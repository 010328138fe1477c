//! HTTP request handlers and application state.

use crate::api::errors::ApiError;
use crate::api::models::{
    DocumentResponse, HealthResponse, ReloadResponse, SearchRequest, SearchResponse,
};
use crate::config;
use crate::corpus::{Corpus, CorpusConfig};
use crate::document::Document;
use crate::engine::SearchEngine;
use axum::extract::{Path, State};
use axum::Json;
use std::path::PathBuf;
use std::sync::Arc;
use std::time::Instant;

/// Shared application state injected into every handler.
#[derive(Clone)]
pub struct AppState {
    pub engine: Arc<SearchEngine>,
    /// CSV source for `/admin/reload`; `None` when the corpus was supplied
    /// in memory and cannot be re-read.
    pub corpus_path: Option<PathBuf>,
    pub corpus_config: CorpusConfig,
    pub start_time: Instant,
}

fn document_response(doc: &Document) -> DocumentResponse {
    DocumentResponse {
        id: doc.id.clone(),
        fields: doc.fields.clone(),
    }
}

/// `POST /search` — run a boolean filter or ranked search.
pub async fn search(
    State(state): State<AppState>,
    Json(req): Json<SearchRequest>,
) -> Result<Json<SearchResponse>, ApiError> {
    if req.query.len() > config::MAX_QUERY_LEN {
        return Err(ApiError::BadRequest(format!(
            "query exceeds {} bytes",
            config::MAX_QUERY_LEN
        )));
    }

    let results = state
        .engine
        .search(&req.query, req.mode, req.k)
        .await
        .map_err(|e| ApiError::BadRequest(e.to_string()))?;

    let documents: Vec<DocumentResponse> = results
        .documents
        .iter()
        .map(|doc| document_response(doc))
        .collect();
    let count = documents.len();

    Ok(Json(SearchResponse {
        documents,
        scores: results.scores,
        count,
    }))
}

/// `GET /documents/:id` — fetch a single document by identifier.
pub async fn get_document(
    State(state): State<AppState>,
    Path(id): Path<String>,
) -> Result<Json<DocumentResponse>, ApiError> {
    state
        .engine
        .document(&id)
        .map(|doc| Json(document_response(&doc)))
        .ok_or_else(|| ApiError::NotFound(format!("no document with id '{}'", id)))
}

/// `GET /health` — liveness and corpus summary.
pub async fn health(State(state): State<AppState>) -> Json<HealthResponse> {
    Json(HealthResponse {
        status: "ok".to_string(),
        version: env!("CARGO_PKG_VERSION").to_string(),
        uptime_seconds: state.start_time.elapsed().as_secs(),
        document_count: state.engine.document_count(),
    })
}

/// `POST /admin/reload` — re-read the corpus source and publish a new
/// snapshot. On failure the previous snapshot stays in service.
pub async fn reload(State(state): State<AppState>) -> Result<Json<ReloadResponse>, ApiError> {
    let path = state.corpus_path.as_ref().ok_or_else(|| {
        ApiError::ServiceUnavailable("no corpus source configured for reload".to_string())
    })?;

    let corpus = Corpus::from_csv_path(
        path,
        state.corpus_config.clone(),
        state.engine.normalizer(),
    )
    .map_err(|e| {
        tracing::error!(error = %e, "corpus reload failed; keeping current snapshot");
        ApiError::ServiceUnavailable(format!("reload failed: {}", e))
    })?;

    let document_count = corpus.len();
    state.engine.reload(corpus);
    tracing::info!(documents = document_count, "corpus snapshot reloaded");

    Ok(Json(ReloadResponse {
        message: "corpus reloaded".to_string(),
        document_count,
    }))
}
//! API error types mapped to HTTP status codes.
//!
//! Each [`ApiError`] variant maps to a status code and produces a JSON
//! response body `{"error": "message"}`. Core errors are converted at the
//! handler boundary: an empty query is the caller's mistake (400), a
//! well-formed query with zero matches is a normal empty result (200),
//! and a failed corpus reload leaves the old snapshot serving (503).

use axum::http::StatusCode;
use axum::response::{IntoResponse, Response};
use serde_json::json;

/// Application-level error type that implements `IntoResponse`.
#[derive(Debug)]
pub enum ApiError {
    /// Invalid request parameters, including empty queries (400).
    BadRequest(String),
    /// Resource not found (404).
    NotFound(String),
    /// The service cannot satisfy the request right now, e.g. a reload
    /// source is unavailable (503).
    ServiceUnavailable(String),
    /// Unexpected server error (500).
    Internal(String),
}

impl IntoResponse for ApiError {
    fn into_response(self) -> Response {
        let (status, message) = match self {
            ApiError::BadRequest(msg) => (StatusCode::BAD_REQUEST, msg),
            ApiError::NotFound(msg) => (StatusCode::NOT_FOUND, msg),
            ApiError::ServiceUnavailable(msg) => (StatusCode::SERVICE_UNAVAILABLE, msg),
            ApiError::Internal(msg) => (StatusCode::INTERNAL_SERVER_ERROR, msg),
        };
        let body = axum::Json(json!({ "error": message }));
        (status, body).into_response()
    }
}
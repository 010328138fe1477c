//! Error types for corpus loading, query parsing, and term expansion.
//!
//! Corpus errors are fatal at startup: the service must not begin serving
//! with no corpus. Query errors are reported to the caller. Expansion errors
//! never abort a search; the orchestrator degrades to the unexpanded terms.

use std::fmt;

/// Failure to load or parse the document corpus.
#[derive(Debug)]
pub enum CorpusError {
    /// The data source could not be opened or read.
    Unreadable { path: String, reason: String },
    /// The data source was read but its contents could not be parsed.
    Malformed(String),
    /// The data source parsed cleanly but contained zero documents.
    Empty,
}

impl fmt::Display for CorpusError {
    fn fmt(&self, f: &mut fmt::Formatter<'_>) -> fmt::Result {
        match self {
            CorpusError::Unreadable { path, reason } => {
                write!(f, "cannot read corpus '{}': {}", path, reason)
            }
            CorpusError::Malformed(msg) => write!(f, "malformed corpus record: {}", msg),
            CorpusError::Empty => write!(f, "corpus contains no documents"),
        }
    }
}

impl std::error::Error for CorpusError {}

/// Failure to turn a raw query string into a usable boolean expression.
#[derive(Debug, PartialEq, Eq)]
pub enum QueryError {
    /// Every term normalized to nothing; the query has no searchable content.
    /// Distinct from "no matches" — an empty query is a caller error, not an
    /// empty result set, and is never coerced into a match-all.
    Empty,
}

impl fmt::Display for QueryError {
    fn fmt(&self, f: &mut fmt::Formatter<'_>) -> fmt::Result {
        match self {
            QueryError::Empty => write!(
                f,
                "query contains no searchable terms after normalization; \
                 enter at least one keyword that is not a stopword"
            ),
        }
    }
}

impl std::error::Error for QueryError {}

/// Failure of the external term-expansion collaborator.
#[derive(Debug)]
pub enum ExpansionError {
    /// The collaborator could not be reached, timed out, or returned an
    /// unusable response.
    Unavailable(String),
    /// The collaborator rejected our credentials. The cached token is
    /// invalidated and one re-acquisition is attempted before this
    /// surfaces to the caller.
    Unauthorized,
}

impl fmt::Display for ExpansionError {
    fn fmt(&self, f: &mut fmt::Formatter<'_>) -> fmt::Result {
        match self {
            ExpansionError::Unavailable(msg) => write!(f, "term expansion unavailable: {}", msg),
            ExpansionError::Unauthorized => {
                write!(f, "term expansion rejected credentials after token refresh")
            }
        }
    }
}

impl std::error::Error for ExpansionError {}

********************

TASK OBJECTIVE —
From the first line to the last, reproduce the data above exactly.

RESPONSE FOR THIS EXERCISE —
repository 010328138fe1477c
//! HTTP request handlers and application state.

use crate::api::errors::ApiError;
use crate::api::models::{
    DocumentResponse, HealthResponse, ReloadResponse, SearchRequest, SearchResponse,
};
use crate::config;
use crate::corpus::{Corpus, CorpusConfig};
use crate::document::Document;
use crate::engine::SearchEngine;
use axum::extract::{Path, State};
use axum::Json;
use std::path::PathBuf;
use std::sync::Arc;
use std::time::Instant;

/// Shared application state injected into every handler.
#[derive(Clone)]
pub struct AppState {
    pub engine: Arc<SearchEngine>,
    /// CSV source for `/admin/reload`; `None` when the corpus was supplied
    /// in memory and cannot be re-read.
    pub corpus_path: Option<PathBuf>,
    pub corpus_config: CorpusConfig,
    pub start_time: Instant,
}

fn document_response(doc: &Document) -> DocumentResponse {
    DocumentResponse {
        id: doc.id.clone(),
        fields: doc.fields.clone(),
    }
}

/// `POST /search` — run a boolean filter or ranked search.
pub async fn search(
    State(state): State<AppState>,
    Json(req): Json<SearchRequest>,
) -> Result<Json<SearchResponse>, ApiError> {
    if req.query.len() > config::MAX_QUERY_LEN {
        return Err(ApiError::BadRequest(format!(
            "query exceeds {} bytes",
            config::MAX_QUERY_LEN
        )));
    }

    let results = state
        .engine
        .search(&req.query, req.mode, req.k)
        .await
        .map_err(|e| ApiError::BadRequest(e.to_string()))?;

    let documents: Vec<DocumentResponse> = results
        .documents
        .iter()
        .map(|doc| document_response(doc))
        .collect();
    let count = documents.len();

    Ok(Json(SearchResponse {
        documents,
        scores: results.scores,
        count,
    }))
}

/// `GET /documents/:id` — fetch a single document by identifier.
pub async fn get_document(
    State(state): State<AppState>,
    Path(id): Path<String>,
) -> Result<Json<DocumentResponse>, ApiError> {
    state
        .engine
        .document(&id)
        .map(|doc| Json(document_response(&doc)))
        .ok_or_else(|| ApiError::NotFound(format!("no document with id '{}'", id)))
}

/// `GET /health` — liveness and corpus summary.
pub async fn health(State(state): State<AppState>) -> Json<HealthResponse> {
    Json(HealthResponse {
        status: "ok".to_string(),
        version: env!("CARGO_PKG_VERSION").to_string(),
        uptime_seconds: state.start_time.elapsed().as_secs(),
        document_count: state.engine.document_count(),
    })
}

/// `POST /admin/reload` — re-read the corpus source and publish a new
/// snapshot. On failure the previous snapshot stays in service.
pub async fn reload(State(state): State<AppState>) -> Result<Json<ReloadResponse>, ApiError> {
    let path = state.corpus_path.as_ref().ok_or_else(|| {
        ApiError::ServiceUnavailable("no corpus source configured for reload".to_string())
    })?;

    let corpus = Corpus::from_csv_path(
        path,
        state.corpus_config.clone(),
        state.engine.normalizer(),
    )
    .map_err(|e| {
        tracing::error!(error = %e, "corpus reload failed; keeping current snapshot");
        ApiError::ServiceUnavailable(format!("reload failed: {}", e))
    })?;

    let document_count = corpus.len();
    state.engine.reload(corpus);
    tracing::info!(documents = document_count, "corpus snapshot reloaded");

    Ok(Json(ReloadResponse {
        message: "corpus reloaded".to_string(),
        document_count,
    }))
}
//! API error types mapped to HTTP status codes.
//!
//! Each [`ApiError`] variant maps to a status code and produces a JSON
//! response body `{"error": "message"}`. Core errors are converted at the
//! handler boundary: an empty query is the caller's mistake (400), a
//! well-formed query with zero matches is a normal empty result (200),
//! and a failed corpus reload leaves the old snapshot serving (503).

use axum::http::StatusCode;
use axum::response::{IntoResponse, Response};
use serde_json::json;

/// Application-level error type that implements `IntoResponse`.
#[derive(Debug)]
pub enum ApiError {
    /// Invalid request parameters, including empty queries (400).
    BadRequest(String),
    /// Resource not found (404).
    NotFound(String),
    /// The service cannot satisfy the request right now, e.g. a reload
    /// source is unavailable (503).
    ServiceUnavailable(String),
    /// Unexpected server error (500).
    Internal(String),
}

impl IntoResponse for ApiError {
    fn into_response(self) -> Response {
        let (status, message) = match self {
            ApiError::BadRequest(msg) => (StatusCode::BAD_REQUEST, msg),
            ApiError::NotFound(msg) => (StatusCode::NOT_FOUND, msg),
            ApiError::ServiceUnavailable(msg) => (StatusCode::SERVICE_UNAVAILABLE, msg),
            ApiError::Internal(msg) => (StatusCode::INTERNAL_SERVER_ERROR, msg),
        };
        let body = axum::Json(json!({ "error": message }));
        (status, body).into_response()
    }
}
repository 010328138fe1477c
//! Error types for corpus loading, query parsing, and term expansion.
//!
//! Corpus errors are fatal at startup: the service must not begin serving
//! with no corpus. Query errors are reported to the caller. Expansion errors
//! never abort a search; the orchestrator degrades to the unexpanded terms.

use std::fmt;

/// Failure to load or parse the document corpus.
#[derive(Debug)]
pub enum CorpusError {
    /// The data source could not be opened or read.
    Unreadable { path: String, reason: String },
    /// The data source was read but its contents could not be parsed.
    Malformed(String),
    /// The data source parsed cleanly but contained zero documents.
    Empty,
}

impl fmt::Display for CorpusError {
    fn fmt(&self, f: &mut fmt::Formatter<'_>) -> fmt::Result {
        match self {
            CorpusError::Unreadable { path, reason } => {
                write!(f, "cannot read corpus '{}': {}", path, reason)
            }
            CorpusError::Malformed(msg) => write!(f, "malformed corpus record: {}", msg),
            CorpusError::Empty => write!(f, "corpus contains no documents"),
        }
    }
}

impl std::error::Error for CorpusError {}

/// Failure to turn a raw query string into a usable boolean expression.
#[derive(Debug, PartialEq, Eq)]
pub enum QueryError {
    /// Every term normalized to nothing; the query has no searchable content.
    /// Distinct from "no matches" — an empty query is a caller error, not an
    /// empty result set, and is never coerced into a match-all.
    Empty,
}

impl fmt::Display for QueryError {
    fn fmt(&self, f: &mut fmt::Formatter<'_>) -> fmt::Result {
        match self {
            QueryError::Empty => write!(
                f,
                "query contains no searchable terms after normalization; \
                 enter at least one keyword that is not a stopword"
            ),
        }
    }
}

impl std::error::Error for QueryError {}

/// Failure of the external term-expansion collaborator.
#[derive(Debug)]
pub enum ExpansionError {
    /// The collaborator could not be reached, timed out, or returned an
    /// unusable response.
    Unavailable(String),
    /// The collaborator rejected our credentials. The cached token is
    /// invalidated and one re-acquisition is attempted before this
    /// surfaces to the caller.
    Unauthorized,
}

impl fmt::Display for ExpansionError {
    fn fmt(&self, f: &mut fmt::Formatter<'_>) -> fmt::Result {
        match self {
            ExpansionError::Unavailable(msg) => write!(f, "term expansion unavailable: {}", msg),
            ExpansionError::Unauthorized => {
                write!(f, "term expansion rejected credentials after token refresh")
            }
        }
    }
}

impl std::error::Error for ExpansionError {}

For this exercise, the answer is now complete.